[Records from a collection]
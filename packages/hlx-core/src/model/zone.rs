//! `Zone` — one audio output channel, the busiest value object in the
//! model.

use crate::error::HlxResult;
use crate::model::balance::Balance;
use crate::model::crossover::Crossover;
use crate::model::equalizer::EqualizerBands;
use crate::model::identifier::{check_identifier, Identifier, MutationOutcome};
use crate::model::name::Name;
use crate::model::sound::SoundMode;
use crate::model::source::SOURCE_MAX;
use crate::model::tone::Tone;
use crate::model::volume::Volume;

/// Maximum number of zones.
pub const ZONE_MAX: Identifier = 24;

/// One audio output channel with its own volume, source, sound mode and
/// equalizer. All attributes are always present; only the ones relevant
/// to `sound_mode` are reported on a query.
#[derive(Debug, Clone, serde::Serialize, serde::Deserialize)]
pub struct Zone {
    id: Identifier,
    name: Name,
    balance: Balance,
    sound_mode: SoundMode,
    bands: EqualizerBands,
    equalizer_preset_id: Identifier,
    tone: Tone,
    lowpass_crossover: Crossover,
    highpass_crossover: Crossover,
    source_id: Identifier,
    volume: Volume,
}

impl Zone {
    pub fn new(id: Identifier) -> Self {
        Self {
            id,
            name: Name::new(format!("Zone Name {id}")).expect("generated name fits"),
            balance: Balance::default(),
            sound_mode: SoundMode::default(),
            bands: EqualizerBands::default(),
            equalizer_preset_id: 1,
            tone: Tone::default(),
            lowpass_crossover: Crossover::default(),
            highpass_crossover: Crossover::default(),
            source_id: 1,
            volume: Volume::default(),
        }
    }

    pub fn id(&self) -> Identifier {
        self.id
    }

    pub fn name(&self) -> &Name {
        &self.name
    }

    pub fn name_mut(&mut self) -> &mut Name {
        &mut self.name
    }

    pub fn balance(&self) -> &Balance {
        &self.balance
    }

    pub fn balance_mut(&mut self) -> &mut Balance {
        &mut self.balance
    }

    pub fn sound_mode(&self) -> SoundMode {
        self.sound_mode
    }

    pub fn bands(&self) -> &EqualizerBands {
        &self.bands
    }

    pub fn bands_mut(&mut self) -> &mut EqualizerBands {
        &mut self.bands
    }

    pub fn equalizer_preset_id(&self) -> Identifier {
        self.equalizer_preset_id
    }

    pub fn tone(&self) -> &Tone {
        &self.tone
    }

    pub fn tone_mut(&mut self) -> &mut Tone {
        &mut self.tone
    }

    pub fn lowpass_crossover(&self) -> &Crossover {
        &self.lowpass_crossover
    }

    pub fn lowpass_crossover_mut(&mut self) -> &mut Crossover {
        &mut self.lowpass_crossover
    }

    pub fn highpass_crossover(&self) -> &Crossover {
        &self.highpass_crossover
    }

    pub fn highpass_crossover_mut(&mut self) -> &mut Crossover {
        &mut self.highpass_crossover
    }

    pub fn source_id(&self) -> Identifier {
        self.source_id
    }

    pub fn volume(&self) -> &Volume {
        &self.volume
    }

    pub fn volume_mut(&mut self) -> &mut Volume {
        &mut self.volume
    }

    /// Sets the source, range-checked against `[1, SOURCE_MAX]`.
    pub fn set_source(&mut self, source_id: Identifier) -> HlxResult<MutationOutcome> {
        check_identifier(source_id, SOURCE_MAX, "source")?;
        if source_id == self.source_id {
            return Ok(MutationOutcome::NoChange);
        }
        self.source_id = source_id;
        Ok(MutationOutcome::Changed)
    }

    /// Sets the equalizer preset selection (no range check beyond the
    /// preset table's own maximum, enforced by the caller which has
    /// access to that collection).
    pub fn set_equalizer_preset_id(&mut self, preset_id: Identifier) -> MutationOutcome {
        if preset_id == self.equalizer_preset_id {
            return MutationOutcome::NoChange;
        }
        self.equalizer_preset_id = preset_id;
        MutationOutcome::Changed
    }

    /// Transitions `sound_mode` to `required`. Conditional: if already in
    /// `required`, reports `NoChange` so the caller (the sound-mode
    /// conditional prelude, §4.5.4) can suppress the notification frame.
    pub fn set_sound_mode(&mut self, required: SoundMode) -> MutationOutcome {
        if self.sound_mode == required {
            return MutationOutcome::NoChange;
        }
        self.sound_mode = required;
        MutationOutcome::Changed
    }
}

#[cfg(test)]
mod tests {
    use super::*;

    #[test]
    fn default_name_and_mode() {
        let z = Zone::new(5);
        assert_eq!(z.name().as_str(), "Zone Name 5");
        assert_eq!(z.sound_mode(), SoundMode::Disabled);
    }

    #[test]
    fn set_source_rejects_out_of_range() {
        let mut z = Zone::new(1);
        assert!(z.set_source(0).is_err());
        assert!(z.set_source(SOURCE_MAX + 1).is_err());
        assert!(z.set_source(SOURCE_MAX).is_ok());
    }

    #[test]
    fn sound_mode_transition_is_conditional() {
        let mut z = Zone::new(1);
        assert_eq!(z.set_sound_mode(SoundMode::Tone), MutationOutcome::Changed);
        assert_eq!(z.set_sound_mode(SoundMode::Tone), MutationOutcome::NoChange);
    }

    #[test]
    fn query_idempotent_snapshot() {
        let z = Zone::new(1);
        let snap = |z: &Zone| {
            (
                z.name().as_str().to_string(),
                z.balance().value(),
                z.source_id(),
                z.volume().level(),
                z.volume().is_muted(),
                z.volume().is_fixed(),
                z.sound_mode(),
            )
        };
        assert_eq!(snap(&z), snap(&z));
    }
}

> Task instructions:
Reproduce the data shown above with every line intact.

> Your solution:
filename packages/hlx-core/src/model/zone.rs
//! `Zone` — one audio output channel, the busiest value object in the
//! model.

use crate::error::HlxResult;
use crate::model::balance::Balance;
use crate::model::crossover::Crossover;
use crate::model::equalizer::EqualizerBands;
use crate::model::identifier::{check_identifier, Identifier, MutationOutcome};
use crate::model::name::Name;
use crate::model::sound::SoundMode;
use crate::model::source::SOURCE_MAX;
use crate::model::tone::Tone;
use crate::model::volume::Volume;

/// Maximum number of zones.
pub const ZONE_MAX: Identifier = 24;

/// One audio output channel with its own volume, source, sound mode and
/// equalizer. All attributes are always present; only the ones relevant
/// to `sound_mode` are reported on a query.
#[derive(Debug, Clone, serde::Serialize, serde::Deserialize)]
pub struct Zone {
    id: Identifier,
    name: Name,
    balance: Balance,
    sound_mode: SoundMode,
    bands: EqualizerBands,
    equalizer_preset_id: Identifier,
    tone: Tone,
    lowpass_crossover: Crossover,
    highpass_crossover: Crossover,
    source_id: Identifier,
    volume: Volume,
}

impl Zone {
    pub fn new(id: Identifier) -> Self {
        Self {
            id,
            name: Name::new(format!("Zone Name {id}")).expect("generated name fits"),
            balance: Balance::default(),
            sound_mode: SoundMode::default(),
            bands: EqualizerBands::default(),
            equalizer_preset_id: 1,
            tone: Tone::default(),
            lowpass_crossover: Crossover::default(),
            highpass_crossover: Crossover::default(),
            source_id: 1,
            volume: Volume::default(),
        }
    }

    pub fn id(&self) -> Identifier {
        self.id
    }

    pub fn name(&self) -> &Name {
        &self.name
    }

    pub fn name_mut(&mut self) -> &mut Name {
        &mut self.name
    }

    pub fn balance(&self) -> &Balance {
        &self.balance
    }

    pub fn balance_mut(&mut self) -> &mut Balance {
        &mut self.balance
    }

    pub fn sound_mode(&self) -> SoundMode {
        self.sound_mode
    }

    pub fn bands(&self) -> &EqualizerBands {
        &self.bands
    }

    pub fn bands_mut(&mut self) -> &mut EqualizerBands {
        &mut self.bands
    }

    pub fn equalizer_preset_id(&self) -> Identifier {
        self.equalizer_preset_id
    }

    pub fn tone(&self) -> &Tone {
        &self.tone
    }

    pub fn tone_mut(&mut self) -> &mut Tone {
        &mut self.tone
    }

    pub fn lowpass_crossover(&self) -> &Crossover {
        &self.lowpass_crossover
    }

    pub fn lowpass_crossover_mut(&mut self) -> &mut Crossover {
        &mut self.lowpass_crossover
    }

    pub fn highpass_crossover(&self) -> &Crossover {
        &self.highpass_crossover
    }

    pub fn highpass_crossover_mut(&mut self) -> &mut Crossover {
        &mut self.highpass_crossover
    }

    pub fn source_id(&self) -> Identifier {
        self.source_id
    }

    pub fn volume(&self) -> &Volume {
        &self.volume
    }

    pub fn volume_mut(&mut self) -> &mut Volume {
        &mut self.volume
    }

    /// Sets the source, range-checked against `[1, SOURCE_MAX]`.
    pub fn set_source(&mut self, source_id: Identifier) -> HlxResult<MutationOutcome> {
        check_identifier(source_id, SOURCE_MAX, "source")?;
        if source_id == self.source_id {
            return Ok(MutationOutcome::NoChange);
        }
        self.source_id = source_id;
        Ok(MutationOutcome::Changed)
    }

    /// Sets the equalizer preset selection (no range check beyond the
    /// preset table's own maximum, enforced by the caller which has
    /// access to that collection).
    pub fn set_equalizer_preset_id(&mut self, preset_id: Identifier) -> MutationOutcome {
        if preset_id == self.equalizer_preset_id {
            return MutationOutcome::NoChange;
        }
        self.equalizer_preset_id = preset_id;
        MutationOutcome::Changed
    }

    /// Transitions `sound_mode` to `required`. Conditional: if already in
    /// `required`, reports `NoChange` so the caller (the sound-mode
    /// conditional prelude, §4.5.4) can suppress the notification frame.
    pub fn set_sound_mode(&mut self, required: SoundMode) -> MutationOutcome {
        if self.sound_mode == required {
            return MutationOutcome::NoChange;
        }
        self.sound_mode = required;
        MutationOutcome::Changed
    }
}

#[cfg(test)]
mod tests {
    use super::*;

    #[test]
    fn default_name_and_mode() {
        let z = Zone::new(5);
        assert_eq!(z.name().as_str(), "Zone Name 5");
        assert_eq!(z.sound_mode(), SoundMode::Disabled);
    }

    #[test]
    fn set_source_rejects_out_of_range() {
        let mut z = Zone::new(1);
        assert!(z.set_source(0).is_err());
        assert!(z.set_source(SOURCE_MAX + 1).is_err());
        assert!(z.set_source(SOURCE_MAX).is_ok());
    }

    #[test]
    fn sound_mode_transition_is_conditional() {
        let mut z = Zone::new(1);
        assert_eq!(z.set_sound_mode(SoundMode::Tone), MutationOutcome::Changed);
        assert_eq!(z.set_sound_mode(SoundMode::Tone), MutationOutcome::NoChange);
    }

    #[test]
    fn query_idempotent_snapshot() {
        let z = Zone::new(1);
        let snap = |z: &Zone| {
            (
                z.name().as_str().to_string(),
                z.balance().value(),
                z.source_id(),
                z.volume().level(),
                z.volume().is_muted(),
                z.volume().is_fixed(),
                z.sound_mode(),
            )
        };
        assert_eq!(snap(&z), snap(&z));
    }
}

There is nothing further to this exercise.